- What you have to do -
Line by line, transcribe all of the entries exactly.
════════════════════
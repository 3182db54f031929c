use std::{process, str::FromStr};

use clap::Parser;
use log::{LevelFilter, debug, error, info};

use vellum_cli::{Args, ErrorAdapter};

fn main() {
    miette::set_panic_hook();

    let args = Args::parse();

    let log_level = LevelFilter::from_str(&args.log_level).unwrap_or_else(|_| {
        eprintln!(
            "Invalid log level: {}. Using 'warn' instead.",
            args.log_level
        );
        LevelFilter::Warn
    });

    env_logger::Builder::from_env(env_logger::Env::default())
        .filter_level(log_level)
        .init();

    info!(log_level:?; "Starting Vellum");
    debug!(args:?; "Parsed arguments");

    if let Err(err) = vellum_cli::run(&args) {
        let adapted_error = ErrorAdapter(err);

        let reporter = miette::GraphicalReportHandler::new();
        let mut writer = String::new();
        reporter
            .render_report(&mut writer, &adapted_error)
            .expect("Writing to String buffer is infallible");

        error!("Failed\n{writer}");
        process::exit(1);
    }

    info!("Completed successfully");
}
//! Vellum - A layout and composition engine for fixed-canvas slide decks.
//!
//! Content records are placed by layout calculators, turned into draw
//! primitives by emitters, collected per slide by a composer and sealed into
//! an immutable document, which a [`export::DocumentWriter`] persists. The
//! crate ships one complete deck, a presentation of a small calculator web
//! application, composed entirely from those parts.
//!
//! # Pipeline
//!
//! ```text
//! content records ─▶ layout ─▶ emitters ─▶ SlideComposer ─▶ DocumentAssembler ─▶ writer
//! ```

pub mod compose;
pub mod config;
pub mod content;
pub mod export;
pub mod layout;

mod deck;
mod error;

pub use vellum_core::{color, geometry, primitive, style, theme};

pub use deck::SLIDE_COUNT;
pub use error::VellumError;

use std::path::Path;

use log::{debug, warn};

use vellum_core::theme::Theme;

use compose::{Document, DocumentMetadata};
use config::AppConfig;
use export::{DocumentWriter, WriteReport, svg::SvgWriter};
use layout::LayoutDefect;

/// Builder for composing, validating and writing the calculator deck.
///
/// # Examples
///
/// ```rust,no_run
/// use std::path::Path;
///
/// use vellum::{DeckBuilder, config::AppConfig};
///
/// let builder = DeckBuilder::new(AppConfig::default());
/// let document = builder.compose().expect("Failed to compose");
///
/// for (slide, defect) in builder.validate(&document) {
///     eprintln!("slide {}: {defect}", slide + 1);
/// }
///
/// let report = builder
///     .write_svg(&document, Path::new("out"))
///     .expect("Failed to write");
/// println!("{} bytes", report.bytes_written());
/// ```
#[derive(Debug, Default)]
pub struct DeckBuilder {
    config: AppConfig,
}

impl DeckBuilder {
    /// Creates a deck builder with the given configuration.
    pub fn new(config: AppConfig) -> Self {
        Self { config }
    }

    pub fn config(&self) -> &AppConfig {
        &self.config
    }

    /// Composes every slide of the deck into a sealed document.
    ///
    /// # Errors
    ///
    /// Returns [`VellumError::Config`] if the background override names a
    /// color the theme lacks, and [`VellumError::Compose`] if composition
    /// fails.
    pub fn compose(&self) -> Result<Document, VellumError> {
        let theme = Theme::midnight();
        let background = self.config.style().background_override();

        if let Some(name) = background.filter(|name| !theme.contains(name)) {
            return Err(VellumError::Config(format!(
                "background_override `{name}` is not a theme color"
            )));
        }

        let document_config = self.config.document();
        let metadata = DocumentMetadata::new(document_config.author(), document_config.title());
        Ok(deck::compose(theme, metadata, background)?)
    }

    /// Checks every slide against the document canvas.
    ///
    /// Returns the 0-based slide index of each defect. Defects are reported,
    /// never fixed.
    pub fn validate(&self, document: &Document) -> Vec<(usize, LayoutDefect)> {
        let canvas = document.metadata().canvas();
        let defects: Vec<_> = document
            .slides()
            .iter()
            .enumerate()
            .flat_map(|(index, slide)| {
                canvas
                    .validate(slide)
                    .into_iter()
                    .map(move |defect| (index, defect))
            })
            .collect();

        if defects.is_empty() {
            debug!(slide_count = document.len(); "Document fits the canvas");
        } else {
            warn!(defect_count = defects.len(); "Document has layout defects");
        }
        defects
    }

    /// Writes `document` as one SVG file per slide into `destination`.
    ///
    /// The call may be repeated with the same document after a failure.
    ///
    /// # Errors
    ///
    /// Returns [`VellumError::Config`] for invalid export settings and
    /// [`VellumError::Export`] if rendering or writing fails.
    pub fn write_svg(
        &self,
        document: &Document,
        destination: &Path,
    ) -> Result<WriteReport, VellumError> {
        let export = self.config.export();
        export.validate().map_err(VellumError::Config)?;

        let mut writer = SvgWriter::new()
            .with_pixels_per_unit(export.pixels_per_unit())
            .with_file_prefix(export.file_prefix());
        Ok(writer.write(document, destination)?)
    }
}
════════════════════
- Finished exercise -
repository 3182db54f031929c
use std::{process, str::FromStr};

use clap::Parser;
use log::{LevelFilter, debug, error, info};

use vellum_cli::{Args, ErrorAdapter};

fn main() {
    miette::set_panic_hook();

    let args = Args::parse();

    let log_level = LevelFilter::from_str(&args.log_level).unwrap_or_else(|_| {
        eprintln!(
            "Invalid log level: {}. Using 'warn' instead.",
            args.log_level
        );
        LevelFilter::Warn
    });

    env_logger::Builder::from_env(env_logger::Env::default())
        .filter_level(log_level)
        .init();

    info!(log_level:?; "Starting Vellum");
    debug!(args:?; "Parsed arguments");

    if let Err(err) = vellum_cli::run(&args) {
        let adapted_error = ErrorAdapter(err);

        let reporter = miette::GraphicalReportHandler::new();
        let mut writer = String::new();
        reporter
            .render_report(&mut writer, &adapted_error)
            .expect("Writing to String buffer is infallible");

        error!("Failed\n{writer}");
        process::exit(1);
    }

    info!("Completed successfully");
}
//! Vellum - A layout and composition engine for fixed-canvas slide decks.
//!
//! Content records are placed by layout calculators, turned into draw
//! primitives by emitters, collected per slide by a composer and sealed into
//! an immutable document, which a [`export::DocumentWriter`] persists. The
//! crate ships one complete deck, a presentation of a small calculator web
//! application, composed entirely from those parts.
//!
//! # Pipeline
//!
//! ```text
//! content records ─▶ layout ─▶ emitters ─▶ SlideComposer ─▶ DocumentAssembler ─▶ writer
//! ```

pub mod compose;
pub mod config;
pub mod content;
pub mod export;
pub mod layout;

mod deck;
mod error;

pub use vellum_core::{color, geometry, primitive, style, theme};

pub use deck::SLIDE_COUNT;
pub use error::VellumError;

use std::path::Path;

use log::{debug, warn};

use vellum_core::theme::Theme;

use compose::{Document, DocumentMetadata};
use config::AppConfig;
use export::{DocumentWriter, WriteReport, svg::SvgWriter};
use layout::LayoutDefect;

/// Builder for composing, validating and writing the calculator deck.
///
/// # Examples
///
/// ```rust,no_run
/// use std::path::Path;
///
/// use vellum::{DeckBuilder, config::AppConfig};
///
/// let builder = DeckBuilder::new(AppConfig::default());
/// let document = builder.compose().expect("Failed to compose");
///
/// for (slide, defect) in builder.validate(&document) {
///     eprintln!("slide {}: {defect}", slide + 1);
/// }
///
/// let report = builder
///     .write_svg(&document, Path::new("out"))
///     .expect("Failed to write");
/// println!("{} bytes", report.bytes_written());
/// ```
#[derive(Debug, Default)]
pub struct DeckBuilder {
    config: AppConfig,
}

impl DeckBuilder {
    /// Creates a deck builder with the given configuration.
    pub fn new(config: AppConfig) -> Self {
        Self { config }
    }

    pub fn config(&self) -> &AppConfig {
        &self.config
    }

    /// Composes every slide of the deck into a sealed document.
    ///
    /// # Errors
    ///
    /// Returns [`VellumError::Config`] if the background override names a
    /// color the theme lacks, and [`VellumError::Compose`] if composition
    /// fails.
    pub fn compose(&self) -> Result<Document, VellumError> {
        let theme = Theme::midnight();
        let background = self.config.style().background_override();

        if let Some(name) = background.filter(|name| !theme.contains(name)) {
            return Err(VellumError::Config(format!(
                "background_override `{name}` is not a theme color"
            )));
        }

        let document_config = self.config.document();
        let metadata = DocumentMetadata::new(document_config.author(), document_config.title());
        Ok(deck::compose(theme, metadata, background)?)
    }

    /// Checks every slide against the document canvas.
    ///
    /// Returns the 0-based slide index of each defect. Defects are reported,
    /// never fixed.
    pub fn validate(&self, document: &Document) -> Vec<(usize, LayoutDefect)> {
        let canvas = document.metadata().canvas();
        let defects: Vec<_> = document
            .slides()
            .iter()
            .enumerate()
            .flat_map(|(index, slide)| {
                canvas
                    .validate(slide)
                    .into_iter()
                    .map(move |defect| (index, defect))
            })
            .collect();

        if defects.is_empty() {
            debug!(slide_count = document.len(); "Document fits the canvas");
        } else {
            warn!(defect_count = defects.len(); "Document has layout defects");
        }
        defects
    }

    /// Writes `document` as one SVG file per slide into `destination`.
    ///
    /// The call may be repeated with the same document after a failure.
    ///
    /// # Errors
    ///
    /// Returns [`VellumError::Config`] for invalid export settings and
    /// [`VellumError::Export`] if rendering or writing fails.
    pub fn write_svg(
        &self,
        document: &Document,
        destination: &Path,
    ) -> Result<WriteReport, VellumError> {
        let export = self.config.export();
        export.validate().map_err(VellumError::Config)?;

        let mut writer = SvgWriter::new()
            .with_pixels_per_unit(export.pixels_per_unit())
            .with_file_prefix(export.file_prefix());
        Ok(writer.write(document, destination)?)
    }
}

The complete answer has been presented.